Collected data:
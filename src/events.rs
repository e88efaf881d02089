//! Progress notifications emitted while a run drains its queue.

use std::fmt;
use std::sync::Arc;

use tracing::{error, info, warn};

use crate::error::RecordError;

/// Hooks the runner calls as records are processed.
///
/// Only `record_id` is required. The runner never stores state in the
/// handler; it only calls these methods, possibly from several workers at
/// once.
pub trait EventHandler<T, E>: Send + Sync {
    /// Human-readable identifier used in every message about `value`.
    fn record_id(&self, value: &T) -> String;

    /// Informational progress message.
    fn on_info(&self, _text: &str) {}

    /// Called on every failed attempt.
    fn on_error(&self, _error: &RecordError<E>) {}

    /// Whether the runner should build events at all.
    ///
    /// When `false`, no hook (including `record_id`) is called.
    fn enabled(&self) -> bool {
        true
    }
}

/// A handler that discards all events.
///
/// Used when the runner is built without an event handler.
#[derive(Debug, Clone, Copy, Default)]
pub struct NoopEventHandler;

impl<T, E> EventHandler<T, E> for NoopEventHandler {
    fn record_id(&self, _value: &T) -> String {
        String::new()
    }

    fn enabled(&self) -> bool {
        false
    }
}

impl<T, E, H> EventHandler<T, E> for Arc<H>
where
    H: EventHandler<T, E> + ?Sized,
{
    fn record_id(&self, value: &T) -> String {
        (**self).record_id(value)
    }

    fn on_info(&self, text: &str) {
        (**self).on_info(text)
    }

    fn on_error(&self, error: &RecordError<E>) {
        (**self).on_error(error)
    }

    fn enabled(&self) -> bool {
        (**self).enabled()
    }
}

/// Trait for types that can identify themselves in log messages.
pub trait HasEntityId {
    /// Returns the entity identifier for this value.
    fn entity_id(&self) -> String;
}

impl HasEntityId for String {
    fn entity_id(&self) -> String {
        self.clone()
    }
}

impl HasEntityId for &str {
    fn entity_id(&self) -> String {
        self.to_string()
    }
}

macro_rules! entity_id_via_display {
    ($($ty:ty),*) => {
        $(impl HasEntityId for $ty {
            fn entity_id(&self) -> String {
                self.to_string()
            }
        })*
    };
}

entity_id_via_display!(u8, u16, u32, u64, u128, usize, i8, i16, i32, i64, i128, isize);

/// Forwards events to `tracing`.
///
/// Info messages are logged at `INFO`, retried failures at `WARN` and
/// exhausted records at `ERROR`, all under the `async_task_runner::events`
/// target.
#[derive(Debug, Clone, Copy, Default)]
pub struct TracingEventHandler;

impl<T, E> EventHandler<T, E> for TracingEventHandler
where
    T: HasEntityId,
    E: fmt::Display,
{
    fn record_id(&self, value: &T) -> String {
        value.entity_id()
    }

    fn on_info(&self, text: &str) {
        info!(target: "async_task_runner::events", "{}", text);
    }

    fn on_error(&self, err: &RecordError<E>) {
        match err {
            RecordError::Retrying { record_id, wait, .. } => warn!(
                target: "async_task_runner::events",
                record = %record_id,
                wait_ms = u64::try_from(wait.as_millis()).unwrap_or(u64::MAX),
                "{}",
                err
            ),
            RecordError::Exhausted {
                record_id,
                attempts,
                ..
            } => error!(
                target: "async_task_runner::events",
                record = %record_id,
                attempts = *attempts,
                "{}",
                err
            ),
        }
    }
}

type IdFn<T> = Box<dyn Fn(&T) -> String + Send + Sync>;
type InfoFn = Box<dyn Fn(&str) + Send + Sync>;
type ErrorFn<E> = Box<dyn Fn(&RecordError<E>) + Send + Sync>;

/// An event handler assembled from closures.
///
/// `on_info` and `on_error` are independently optional; a hook that was
/// never set is simply not called.
///
/// ```rust,ignore
/// let handler = FnEventHandler::new(|s: &String| s.clone())
///     .with_error_hook(|e: &RecordError<anyhow::Error>| eprintln!("{e}"));
/// ```
pub struct FnEventHandler<T, E> {
    record_id: IdFn<T>,
    on_info: Option<InfoFn>,
    on_error: Option<ErrorFn<E>>,
}

impl<T, E> FnEventHandler<T, E> {
    /// Create a handler with only an identifier function.
    pub fn new<F>(record_id: F) -> Self
    where
        F: Fn(&T) -> String + Send + Sync + 'static,
    {
        Self {
            record_id: Box::new(record_id),
            on_info: None,
            on_error: None,
        }
    }

    /// Set the informational hook.
    pub fn with_info_hook<F>(mut self, f: F) -> Self
    where
        F: Fn(&str) + Send + Sync + 'static,
    {
        self.on_info = Some(Box::new(f));
        self
    }

    /// Set the failure hook.
    pub fn with_error_hook<F>(mut self, f: F) -> Self
    where
        F: Fn(&RecordError<E>) + Send + Sync + 'static,
    {
        self.on_error = Some(Box::new(f));
        self
    }
}

impl<T, E> EventHandler<T, E> for FnEventHandler<T, E> {
    fn record_id(&self, value: &T) -> String {
        (self.record_id)(value)
    }

    fn on_info(&self, text: &str) {
        if let Some(f) = &self.on_info {
            f(text);
        }
    }

    fn on_error(&self, err: &RecordError<E>) {
        if let Some(f) = &self.on_error {
            f(err);
        }
    }
}

impl<T, E> fmt::Debug for FnEventHandler<T, E> {
    fn fmt(&self, f: &mut fmt::Formatter<'_>) -> fmt::Result {
        f.debug_struct("FnEventHandler")
            .field("on_info", &self.on_info.is_some())
            .field("on_error", &self.on_error.is_some())
            .finish()
    }
}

- What the task requires
All lines in the records that contain "events" are to be copied and returned.

- Reply
filename src/events.rs
    /// Whether the runner should build events at all.
/// A handler that discards all events.
/// Forwards events to `tracing`.
/// exhausted records at `ERROR`, all under the `async_task_runner::events`
        info!(target: "async_task_runner::events", "{}", text);
                target: "async_task_runner::events",
                target: "async_task_runner::events",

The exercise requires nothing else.